--- About this task ---
Up to and including the line with "the session worker", please reproduce the lines below exactly, beginning with the first.

--- Records for processing ---
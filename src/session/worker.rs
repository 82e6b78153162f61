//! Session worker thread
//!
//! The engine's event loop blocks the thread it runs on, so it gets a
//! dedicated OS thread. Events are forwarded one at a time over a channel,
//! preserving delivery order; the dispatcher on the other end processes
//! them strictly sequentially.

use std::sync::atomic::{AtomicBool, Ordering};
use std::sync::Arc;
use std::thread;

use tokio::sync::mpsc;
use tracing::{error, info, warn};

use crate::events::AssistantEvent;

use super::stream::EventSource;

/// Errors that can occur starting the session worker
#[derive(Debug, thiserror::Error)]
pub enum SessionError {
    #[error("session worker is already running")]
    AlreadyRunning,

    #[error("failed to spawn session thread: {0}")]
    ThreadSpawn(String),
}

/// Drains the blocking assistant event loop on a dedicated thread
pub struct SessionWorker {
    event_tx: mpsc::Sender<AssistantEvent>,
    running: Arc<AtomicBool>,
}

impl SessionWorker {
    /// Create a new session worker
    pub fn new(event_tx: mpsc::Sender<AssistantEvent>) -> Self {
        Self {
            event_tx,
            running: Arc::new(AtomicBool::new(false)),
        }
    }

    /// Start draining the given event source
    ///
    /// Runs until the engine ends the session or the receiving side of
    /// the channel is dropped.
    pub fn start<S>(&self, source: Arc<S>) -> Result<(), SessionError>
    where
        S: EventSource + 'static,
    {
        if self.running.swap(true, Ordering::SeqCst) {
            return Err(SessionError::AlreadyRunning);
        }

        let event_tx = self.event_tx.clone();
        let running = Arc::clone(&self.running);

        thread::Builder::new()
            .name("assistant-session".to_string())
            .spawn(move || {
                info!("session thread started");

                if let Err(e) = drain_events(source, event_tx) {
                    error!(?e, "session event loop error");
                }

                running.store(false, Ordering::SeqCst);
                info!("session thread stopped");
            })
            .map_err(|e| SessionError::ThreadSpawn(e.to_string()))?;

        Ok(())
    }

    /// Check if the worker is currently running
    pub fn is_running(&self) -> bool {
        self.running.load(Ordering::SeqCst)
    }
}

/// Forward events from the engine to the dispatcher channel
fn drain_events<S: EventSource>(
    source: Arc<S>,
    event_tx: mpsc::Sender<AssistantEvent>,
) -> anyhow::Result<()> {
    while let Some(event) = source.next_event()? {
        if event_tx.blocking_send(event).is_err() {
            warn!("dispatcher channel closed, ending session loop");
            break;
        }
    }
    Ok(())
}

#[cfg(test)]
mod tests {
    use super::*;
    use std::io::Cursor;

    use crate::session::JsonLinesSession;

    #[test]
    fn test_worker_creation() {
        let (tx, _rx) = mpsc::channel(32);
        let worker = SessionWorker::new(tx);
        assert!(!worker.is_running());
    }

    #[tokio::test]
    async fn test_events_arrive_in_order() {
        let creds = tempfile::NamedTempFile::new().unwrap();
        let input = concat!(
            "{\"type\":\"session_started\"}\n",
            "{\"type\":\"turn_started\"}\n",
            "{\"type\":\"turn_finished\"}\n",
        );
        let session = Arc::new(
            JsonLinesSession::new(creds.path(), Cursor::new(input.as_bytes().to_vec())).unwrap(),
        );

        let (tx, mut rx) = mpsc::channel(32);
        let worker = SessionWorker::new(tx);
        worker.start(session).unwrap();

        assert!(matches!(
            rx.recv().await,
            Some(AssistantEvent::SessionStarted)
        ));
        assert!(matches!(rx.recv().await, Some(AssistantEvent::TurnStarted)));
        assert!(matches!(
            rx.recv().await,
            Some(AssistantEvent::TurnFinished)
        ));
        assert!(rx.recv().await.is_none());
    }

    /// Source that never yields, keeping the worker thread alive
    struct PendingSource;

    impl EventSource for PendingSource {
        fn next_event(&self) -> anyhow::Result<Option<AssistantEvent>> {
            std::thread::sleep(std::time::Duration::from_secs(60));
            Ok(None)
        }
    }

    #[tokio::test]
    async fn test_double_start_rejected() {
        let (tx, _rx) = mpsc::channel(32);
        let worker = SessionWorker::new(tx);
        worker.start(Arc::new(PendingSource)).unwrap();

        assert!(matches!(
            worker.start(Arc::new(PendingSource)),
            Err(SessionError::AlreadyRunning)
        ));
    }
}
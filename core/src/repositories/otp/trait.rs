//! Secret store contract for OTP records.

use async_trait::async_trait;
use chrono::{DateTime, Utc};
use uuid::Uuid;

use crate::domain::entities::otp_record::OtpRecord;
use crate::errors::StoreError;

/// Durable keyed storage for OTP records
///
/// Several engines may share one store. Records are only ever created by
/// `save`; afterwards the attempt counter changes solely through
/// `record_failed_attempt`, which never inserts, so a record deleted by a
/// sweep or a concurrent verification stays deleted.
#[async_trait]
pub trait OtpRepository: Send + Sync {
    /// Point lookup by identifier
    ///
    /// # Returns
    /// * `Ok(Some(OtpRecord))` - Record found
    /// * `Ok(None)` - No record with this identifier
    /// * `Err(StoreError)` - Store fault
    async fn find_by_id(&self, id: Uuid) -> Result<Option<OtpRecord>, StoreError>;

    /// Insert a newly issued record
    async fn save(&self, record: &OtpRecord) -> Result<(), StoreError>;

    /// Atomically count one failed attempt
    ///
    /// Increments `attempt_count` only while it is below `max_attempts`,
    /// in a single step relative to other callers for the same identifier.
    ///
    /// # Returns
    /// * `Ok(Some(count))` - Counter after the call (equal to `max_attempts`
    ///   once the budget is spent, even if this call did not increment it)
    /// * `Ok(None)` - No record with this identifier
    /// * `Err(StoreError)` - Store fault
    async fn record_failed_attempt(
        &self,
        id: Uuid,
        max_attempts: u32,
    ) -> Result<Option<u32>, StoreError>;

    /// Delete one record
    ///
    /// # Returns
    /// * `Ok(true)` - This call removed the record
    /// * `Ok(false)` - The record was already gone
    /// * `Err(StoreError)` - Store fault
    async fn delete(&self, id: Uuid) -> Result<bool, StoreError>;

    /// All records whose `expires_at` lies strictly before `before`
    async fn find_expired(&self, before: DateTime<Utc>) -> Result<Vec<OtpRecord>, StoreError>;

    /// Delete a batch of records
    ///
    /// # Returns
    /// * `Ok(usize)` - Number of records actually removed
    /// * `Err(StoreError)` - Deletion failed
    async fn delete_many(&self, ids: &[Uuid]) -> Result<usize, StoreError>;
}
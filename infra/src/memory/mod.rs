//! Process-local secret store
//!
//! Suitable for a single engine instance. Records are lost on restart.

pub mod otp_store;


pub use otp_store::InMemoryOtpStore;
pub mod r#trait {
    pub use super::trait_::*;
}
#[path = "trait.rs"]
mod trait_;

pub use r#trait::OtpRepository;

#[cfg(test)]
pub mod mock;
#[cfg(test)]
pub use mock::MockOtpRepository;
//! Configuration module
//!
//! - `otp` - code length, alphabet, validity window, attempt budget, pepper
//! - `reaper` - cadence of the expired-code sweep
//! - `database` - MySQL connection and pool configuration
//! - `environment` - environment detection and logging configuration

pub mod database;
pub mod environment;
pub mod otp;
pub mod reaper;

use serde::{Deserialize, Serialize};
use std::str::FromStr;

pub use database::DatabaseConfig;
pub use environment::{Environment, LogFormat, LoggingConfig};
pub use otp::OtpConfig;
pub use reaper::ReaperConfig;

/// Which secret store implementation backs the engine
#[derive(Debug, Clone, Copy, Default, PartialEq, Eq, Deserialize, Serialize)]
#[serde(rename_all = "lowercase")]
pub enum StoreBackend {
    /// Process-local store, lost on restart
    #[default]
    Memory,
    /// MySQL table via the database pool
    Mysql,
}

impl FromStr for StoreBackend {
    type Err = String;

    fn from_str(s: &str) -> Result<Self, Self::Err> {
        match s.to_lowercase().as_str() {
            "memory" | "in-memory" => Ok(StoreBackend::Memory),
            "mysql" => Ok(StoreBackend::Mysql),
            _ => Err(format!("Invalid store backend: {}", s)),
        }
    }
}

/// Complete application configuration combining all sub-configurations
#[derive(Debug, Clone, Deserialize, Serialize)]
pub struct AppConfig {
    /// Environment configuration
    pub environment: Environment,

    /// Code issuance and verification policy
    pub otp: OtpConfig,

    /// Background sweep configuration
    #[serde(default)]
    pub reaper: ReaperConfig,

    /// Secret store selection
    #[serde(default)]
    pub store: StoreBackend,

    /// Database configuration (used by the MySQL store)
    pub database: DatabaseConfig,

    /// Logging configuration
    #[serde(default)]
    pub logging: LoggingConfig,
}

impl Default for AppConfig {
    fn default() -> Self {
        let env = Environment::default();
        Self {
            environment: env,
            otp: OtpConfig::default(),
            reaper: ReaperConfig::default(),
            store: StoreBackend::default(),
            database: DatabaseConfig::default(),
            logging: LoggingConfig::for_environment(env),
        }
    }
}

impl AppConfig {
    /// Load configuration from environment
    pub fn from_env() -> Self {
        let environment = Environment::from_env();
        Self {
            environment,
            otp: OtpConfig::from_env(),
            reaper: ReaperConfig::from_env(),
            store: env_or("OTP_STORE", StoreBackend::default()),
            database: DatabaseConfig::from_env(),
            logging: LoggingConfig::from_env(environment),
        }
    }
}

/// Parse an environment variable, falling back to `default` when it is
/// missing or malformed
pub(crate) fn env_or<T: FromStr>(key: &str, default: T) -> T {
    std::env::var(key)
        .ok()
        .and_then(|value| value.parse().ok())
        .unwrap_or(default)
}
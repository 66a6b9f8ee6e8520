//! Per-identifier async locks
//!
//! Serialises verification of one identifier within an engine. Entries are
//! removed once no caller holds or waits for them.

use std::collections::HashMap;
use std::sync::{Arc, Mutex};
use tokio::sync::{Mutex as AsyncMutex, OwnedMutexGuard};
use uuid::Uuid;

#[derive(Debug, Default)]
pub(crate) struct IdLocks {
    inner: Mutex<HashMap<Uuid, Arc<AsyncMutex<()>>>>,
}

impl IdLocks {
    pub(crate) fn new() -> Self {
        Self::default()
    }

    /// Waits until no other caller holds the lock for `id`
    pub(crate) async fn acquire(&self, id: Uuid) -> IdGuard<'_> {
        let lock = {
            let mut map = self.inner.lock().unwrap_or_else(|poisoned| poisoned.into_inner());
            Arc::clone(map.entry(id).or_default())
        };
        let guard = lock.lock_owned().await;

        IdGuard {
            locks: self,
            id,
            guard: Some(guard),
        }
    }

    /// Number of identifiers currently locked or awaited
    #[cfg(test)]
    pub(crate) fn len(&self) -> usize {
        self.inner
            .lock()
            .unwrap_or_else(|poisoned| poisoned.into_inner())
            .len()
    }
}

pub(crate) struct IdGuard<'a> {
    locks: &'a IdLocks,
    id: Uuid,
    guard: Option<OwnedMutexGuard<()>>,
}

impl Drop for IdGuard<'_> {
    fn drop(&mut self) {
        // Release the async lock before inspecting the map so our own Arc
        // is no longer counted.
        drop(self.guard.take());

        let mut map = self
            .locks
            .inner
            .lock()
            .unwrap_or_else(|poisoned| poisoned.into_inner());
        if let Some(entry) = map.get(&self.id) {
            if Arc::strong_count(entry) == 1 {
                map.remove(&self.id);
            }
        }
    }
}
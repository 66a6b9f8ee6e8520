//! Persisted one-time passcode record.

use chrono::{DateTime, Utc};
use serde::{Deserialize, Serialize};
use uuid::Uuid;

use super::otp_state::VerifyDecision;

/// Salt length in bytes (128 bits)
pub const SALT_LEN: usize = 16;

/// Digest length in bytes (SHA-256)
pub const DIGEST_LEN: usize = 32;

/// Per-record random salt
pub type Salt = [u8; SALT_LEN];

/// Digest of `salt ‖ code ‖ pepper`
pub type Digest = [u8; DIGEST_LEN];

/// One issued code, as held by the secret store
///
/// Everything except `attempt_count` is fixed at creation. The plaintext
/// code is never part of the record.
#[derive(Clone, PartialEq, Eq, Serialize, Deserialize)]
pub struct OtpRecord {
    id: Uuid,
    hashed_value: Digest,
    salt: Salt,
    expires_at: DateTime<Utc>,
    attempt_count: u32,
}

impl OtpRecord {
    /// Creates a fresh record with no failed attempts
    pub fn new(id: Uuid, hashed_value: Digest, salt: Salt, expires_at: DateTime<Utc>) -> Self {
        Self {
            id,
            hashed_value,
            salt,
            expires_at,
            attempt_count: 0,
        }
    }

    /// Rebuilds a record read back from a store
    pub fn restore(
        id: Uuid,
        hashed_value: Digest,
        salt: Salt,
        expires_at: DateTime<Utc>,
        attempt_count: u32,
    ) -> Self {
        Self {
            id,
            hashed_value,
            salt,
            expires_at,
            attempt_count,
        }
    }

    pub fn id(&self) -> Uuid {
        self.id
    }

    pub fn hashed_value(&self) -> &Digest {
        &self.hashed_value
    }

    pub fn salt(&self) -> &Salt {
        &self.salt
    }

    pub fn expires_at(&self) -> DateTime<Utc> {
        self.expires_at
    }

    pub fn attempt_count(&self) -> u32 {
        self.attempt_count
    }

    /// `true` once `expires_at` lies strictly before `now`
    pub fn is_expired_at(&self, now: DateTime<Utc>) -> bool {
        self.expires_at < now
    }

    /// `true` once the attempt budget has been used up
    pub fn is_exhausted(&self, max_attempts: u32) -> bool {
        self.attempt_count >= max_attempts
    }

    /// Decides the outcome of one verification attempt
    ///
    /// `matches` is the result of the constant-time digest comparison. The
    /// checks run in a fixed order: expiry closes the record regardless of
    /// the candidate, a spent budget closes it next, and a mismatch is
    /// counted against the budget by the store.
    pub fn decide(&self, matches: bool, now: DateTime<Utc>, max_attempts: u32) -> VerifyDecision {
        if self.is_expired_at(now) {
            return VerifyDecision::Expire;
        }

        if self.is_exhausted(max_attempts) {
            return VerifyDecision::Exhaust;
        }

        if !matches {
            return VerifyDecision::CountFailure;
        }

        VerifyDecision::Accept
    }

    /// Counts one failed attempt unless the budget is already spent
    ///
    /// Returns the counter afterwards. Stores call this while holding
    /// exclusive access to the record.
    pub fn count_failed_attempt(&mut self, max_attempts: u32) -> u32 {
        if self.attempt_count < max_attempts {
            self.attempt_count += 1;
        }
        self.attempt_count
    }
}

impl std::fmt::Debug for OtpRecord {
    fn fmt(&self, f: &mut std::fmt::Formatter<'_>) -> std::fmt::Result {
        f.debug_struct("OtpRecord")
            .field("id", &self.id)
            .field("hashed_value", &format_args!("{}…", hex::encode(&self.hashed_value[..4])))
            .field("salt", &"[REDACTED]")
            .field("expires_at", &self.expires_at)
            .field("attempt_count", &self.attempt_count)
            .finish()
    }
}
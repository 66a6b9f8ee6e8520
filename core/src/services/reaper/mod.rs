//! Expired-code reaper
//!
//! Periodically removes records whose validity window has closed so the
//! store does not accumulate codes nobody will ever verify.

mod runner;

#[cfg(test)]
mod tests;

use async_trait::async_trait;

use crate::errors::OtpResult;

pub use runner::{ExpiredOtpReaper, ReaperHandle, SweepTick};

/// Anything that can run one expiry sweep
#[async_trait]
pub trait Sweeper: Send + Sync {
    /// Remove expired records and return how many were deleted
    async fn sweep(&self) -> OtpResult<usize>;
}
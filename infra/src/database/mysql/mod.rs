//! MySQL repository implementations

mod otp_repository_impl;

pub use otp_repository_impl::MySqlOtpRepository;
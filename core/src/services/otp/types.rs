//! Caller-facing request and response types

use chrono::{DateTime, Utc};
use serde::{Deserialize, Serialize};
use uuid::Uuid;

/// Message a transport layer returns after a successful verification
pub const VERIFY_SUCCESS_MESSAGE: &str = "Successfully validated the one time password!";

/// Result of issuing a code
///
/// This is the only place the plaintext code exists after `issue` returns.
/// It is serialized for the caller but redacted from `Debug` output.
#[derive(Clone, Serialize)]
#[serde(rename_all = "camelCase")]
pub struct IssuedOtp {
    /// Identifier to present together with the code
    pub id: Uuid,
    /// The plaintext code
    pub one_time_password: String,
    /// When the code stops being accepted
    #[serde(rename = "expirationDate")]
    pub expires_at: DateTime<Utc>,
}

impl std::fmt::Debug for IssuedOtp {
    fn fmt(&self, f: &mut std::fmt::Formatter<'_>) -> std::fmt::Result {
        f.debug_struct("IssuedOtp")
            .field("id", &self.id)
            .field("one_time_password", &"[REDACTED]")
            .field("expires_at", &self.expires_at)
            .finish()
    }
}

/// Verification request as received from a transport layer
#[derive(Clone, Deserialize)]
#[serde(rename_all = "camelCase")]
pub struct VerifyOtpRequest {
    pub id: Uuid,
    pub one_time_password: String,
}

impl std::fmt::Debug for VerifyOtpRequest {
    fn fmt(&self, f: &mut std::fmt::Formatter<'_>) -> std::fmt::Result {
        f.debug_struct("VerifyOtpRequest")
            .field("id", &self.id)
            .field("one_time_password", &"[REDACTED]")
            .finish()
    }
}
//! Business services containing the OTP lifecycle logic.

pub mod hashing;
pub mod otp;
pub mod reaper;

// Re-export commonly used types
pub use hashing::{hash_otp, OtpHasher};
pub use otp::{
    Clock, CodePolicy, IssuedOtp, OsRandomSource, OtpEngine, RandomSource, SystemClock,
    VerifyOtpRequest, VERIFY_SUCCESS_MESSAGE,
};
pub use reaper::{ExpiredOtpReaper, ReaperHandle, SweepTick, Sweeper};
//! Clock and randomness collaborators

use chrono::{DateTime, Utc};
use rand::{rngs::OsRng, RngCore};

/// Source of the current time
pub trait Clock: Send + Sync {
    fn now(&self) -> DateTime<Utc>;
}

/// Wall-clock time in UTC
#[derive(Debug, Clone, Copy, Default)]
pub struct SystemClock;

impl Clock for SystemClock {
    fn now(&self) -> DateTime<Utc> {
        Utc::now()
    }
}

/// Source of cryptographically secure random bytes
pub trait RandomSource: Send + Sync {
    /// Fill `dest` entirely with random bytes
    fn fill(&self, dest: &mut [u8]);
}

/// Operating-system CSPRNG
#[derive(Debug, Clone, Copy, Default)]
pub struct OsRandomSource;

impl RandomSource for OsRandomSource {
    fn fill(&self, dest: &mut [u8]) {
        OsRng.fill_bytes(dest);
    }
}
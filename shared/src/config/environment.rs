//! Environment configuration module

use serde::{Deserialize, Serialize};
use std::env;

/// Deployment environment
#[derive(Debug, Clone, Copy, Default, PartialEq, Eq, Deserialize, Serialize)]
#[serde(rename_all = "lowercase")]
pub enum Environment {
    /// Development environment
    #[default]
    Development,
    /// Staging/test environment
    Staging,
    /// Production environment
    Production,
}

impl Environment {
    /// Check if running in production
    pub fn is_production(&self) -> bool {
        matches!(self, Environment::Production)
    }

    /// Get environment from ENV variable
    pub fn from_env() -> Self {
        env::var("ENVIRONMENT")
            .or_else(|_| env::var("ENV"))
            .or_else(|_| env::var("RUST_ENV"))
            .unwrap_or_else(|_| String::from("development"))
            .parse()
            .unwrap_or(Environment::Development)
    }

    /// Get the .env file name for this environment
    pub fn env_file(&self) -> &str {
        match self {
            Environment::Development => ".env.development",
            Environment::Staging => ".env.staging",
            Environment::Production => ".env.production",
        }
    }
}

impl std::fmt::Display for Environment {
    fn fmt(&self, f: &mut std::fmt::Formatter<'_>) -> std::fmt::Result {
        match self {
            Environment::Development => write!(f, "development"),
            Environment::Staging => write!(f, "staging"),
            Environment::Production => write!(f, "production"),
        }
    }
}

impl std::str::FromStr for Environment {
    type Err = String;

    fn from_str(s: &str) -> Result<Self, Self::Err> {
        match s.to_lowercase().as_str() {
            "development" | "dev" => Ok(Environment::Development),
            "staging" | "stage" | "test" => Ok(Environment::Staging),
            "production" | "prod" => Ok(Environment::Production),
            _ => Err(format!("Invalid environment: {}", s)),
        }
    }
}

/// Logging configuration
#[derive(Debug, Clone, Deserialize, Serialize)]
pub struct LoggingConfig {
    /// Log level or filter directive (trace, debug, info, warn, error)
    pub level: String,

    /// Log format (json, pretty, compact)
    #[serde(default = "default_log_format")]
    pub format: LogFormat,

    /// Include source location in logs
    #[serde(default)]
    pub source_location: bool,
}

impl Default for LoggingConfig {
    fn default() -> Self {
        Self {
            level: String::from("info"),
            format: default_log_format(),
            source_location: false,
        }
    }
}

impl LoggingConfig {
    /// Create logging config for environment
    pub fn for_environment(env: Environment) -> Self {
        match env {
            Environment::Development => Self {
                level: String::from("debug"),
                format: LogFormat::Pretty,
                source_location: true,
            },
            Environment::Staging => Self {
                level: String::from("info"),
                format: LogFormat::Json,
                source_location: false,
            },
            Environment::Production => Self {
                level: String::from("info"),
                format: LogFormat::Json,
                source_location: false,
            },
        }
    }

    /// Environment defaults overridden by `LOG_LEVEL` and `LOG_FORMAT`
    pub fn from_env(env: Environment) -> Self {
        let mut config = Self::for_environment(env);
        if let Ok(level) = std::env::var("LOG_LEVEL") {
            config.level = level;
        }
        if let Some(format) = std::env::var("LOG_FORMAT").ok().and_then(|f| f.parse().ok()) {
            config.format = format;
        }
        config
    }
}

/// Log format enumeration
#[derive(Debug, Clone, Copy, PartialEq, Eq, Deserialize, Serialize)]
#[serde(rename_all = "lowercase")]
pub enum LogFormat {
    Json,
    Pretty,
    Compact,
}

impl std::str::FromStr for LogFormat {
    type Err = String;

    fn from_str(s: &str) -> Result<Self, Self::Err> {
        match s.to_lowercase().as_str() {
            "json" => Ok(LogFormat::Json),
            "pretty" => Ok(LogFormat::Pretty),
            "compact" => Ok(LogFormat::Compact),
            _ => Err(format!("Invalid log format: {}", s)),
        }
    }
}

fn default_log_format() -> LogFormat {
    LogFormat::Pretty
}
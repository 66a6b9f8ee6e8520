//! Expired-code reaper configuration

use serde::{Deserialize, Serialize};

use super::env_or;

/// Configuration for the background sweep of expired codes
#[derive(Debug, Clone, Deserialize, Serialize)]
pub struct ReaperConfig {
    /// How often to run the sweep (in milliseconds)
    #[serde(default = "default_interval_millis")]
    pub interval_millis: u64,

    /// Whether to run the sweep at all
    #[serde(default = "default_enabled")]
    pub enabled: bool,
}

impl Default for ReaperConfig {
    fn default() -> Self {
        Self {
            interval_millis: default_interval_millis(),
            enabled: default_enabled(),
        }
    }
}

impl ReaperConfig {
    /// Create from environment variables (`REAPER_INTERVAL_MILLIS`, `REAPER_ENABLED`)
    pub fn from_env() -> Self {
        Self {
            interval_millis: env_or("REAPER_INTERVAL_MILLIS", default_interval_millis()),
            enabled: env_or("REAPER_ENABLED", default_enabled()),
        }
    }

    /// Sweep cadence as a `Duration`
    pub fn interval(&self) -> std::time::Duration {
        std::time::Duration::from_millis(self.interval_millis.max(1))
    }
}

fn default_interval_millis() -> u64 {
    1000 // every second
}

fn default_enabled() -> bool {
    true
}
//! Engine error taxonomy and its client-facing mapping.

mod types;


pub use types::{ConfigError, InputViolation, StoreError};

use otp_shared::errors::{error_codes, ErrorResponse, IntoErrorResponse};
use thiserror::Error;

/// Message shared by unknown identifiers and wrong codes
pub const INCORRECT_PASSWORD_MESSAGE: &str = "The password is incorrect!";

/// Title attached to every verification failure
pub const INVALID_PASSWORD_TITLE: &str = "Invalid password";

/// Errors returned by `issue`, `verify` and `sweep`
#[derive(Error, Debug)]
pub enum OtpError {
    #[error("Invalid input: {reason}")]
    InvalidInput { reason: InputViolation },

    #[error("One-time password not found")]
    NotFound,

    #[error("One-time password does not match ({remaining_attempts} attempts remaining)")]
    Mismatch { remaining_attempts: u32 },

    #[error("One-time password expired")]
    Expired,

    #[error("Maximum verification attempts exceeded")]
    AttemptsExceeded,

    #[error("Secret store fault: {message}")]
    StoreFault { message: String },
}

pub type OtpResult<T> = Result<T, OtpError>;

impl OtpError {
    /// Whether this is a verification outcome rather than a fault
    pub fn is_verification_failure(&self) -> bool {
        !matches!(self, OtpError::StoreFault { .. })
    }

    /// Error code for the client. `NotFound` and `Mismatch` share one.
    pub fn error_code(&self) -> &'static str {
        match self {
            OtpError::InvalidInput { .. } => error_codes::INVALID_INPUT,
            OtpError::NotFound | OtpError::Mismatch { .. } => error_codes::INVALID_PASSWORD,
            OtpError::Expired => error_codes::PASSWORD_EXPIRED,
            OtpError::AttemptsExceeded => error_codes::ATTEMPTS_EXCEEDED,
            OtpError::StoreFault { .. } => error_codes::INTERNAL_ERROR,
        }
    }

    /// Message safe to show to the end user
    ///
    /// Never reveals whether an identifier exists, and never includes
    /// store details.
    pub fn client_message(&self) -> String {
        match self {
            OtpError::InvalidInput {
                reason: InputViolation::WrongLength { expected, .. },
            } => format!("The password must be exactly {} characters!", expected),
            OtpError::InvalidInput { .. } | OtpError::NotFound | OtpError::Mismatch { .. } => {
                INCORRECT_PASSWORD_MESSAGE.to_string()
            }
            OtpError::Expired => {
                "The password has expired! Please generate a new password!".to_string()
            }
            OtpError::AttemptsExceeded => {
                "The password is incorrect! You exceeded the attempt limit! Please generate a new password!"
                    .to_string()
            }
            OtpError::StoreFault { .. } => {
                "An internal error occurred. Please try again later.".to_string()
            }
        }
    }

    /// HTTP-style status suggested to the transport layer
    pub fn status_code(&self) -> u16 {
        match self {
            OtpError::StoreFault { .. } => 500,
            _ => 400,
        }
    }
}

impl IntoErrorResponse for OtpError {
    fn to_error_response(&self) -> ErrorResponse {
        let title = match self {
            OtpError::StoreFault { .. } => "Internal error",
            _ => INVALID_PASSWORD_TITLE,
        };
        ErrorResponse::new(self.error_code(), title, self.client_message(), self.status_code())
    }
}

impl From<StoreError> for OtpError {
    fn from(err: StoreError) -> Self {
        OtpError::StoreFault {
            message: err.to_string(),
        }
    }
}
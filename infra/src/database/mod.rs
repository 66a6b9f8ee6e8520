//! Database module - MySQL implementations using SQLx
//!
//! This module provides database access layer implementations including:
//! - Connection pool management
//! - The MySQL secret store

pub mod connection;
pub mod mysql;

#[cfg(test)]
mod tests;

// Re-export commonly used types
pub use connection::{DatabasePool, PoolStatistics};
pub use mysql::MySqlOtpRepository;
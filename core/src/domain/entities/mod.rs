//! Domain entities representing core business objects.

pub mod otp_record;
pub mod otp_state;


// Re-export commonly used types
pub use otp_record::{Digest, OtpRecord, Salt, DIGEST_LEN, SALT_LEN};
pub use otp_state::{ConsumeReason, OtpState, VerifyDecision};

--- Response area ---
filename src/session/worker.rs
repository 82e6b78153162f61
//! Session worker thread
//!
//! The engine's event loop blocks the thread it runs on, so it gets a
//! dedicated OS thread. Events are forwarded one at a time over a channel,
//! preserving delivery order; the dispatcher on the other end processes
//! them strictly sequentially.

use std::sync::atomic::{AtomicBool, Ordering};
use std::sync::Arc;
use std::thread;

use tokio::sync::mpsc;
use tracing::{error, info, warn};

use crate::events::AssistantEvent;

use super::stream::EventSource;

/// Errors that can occur starting the session worker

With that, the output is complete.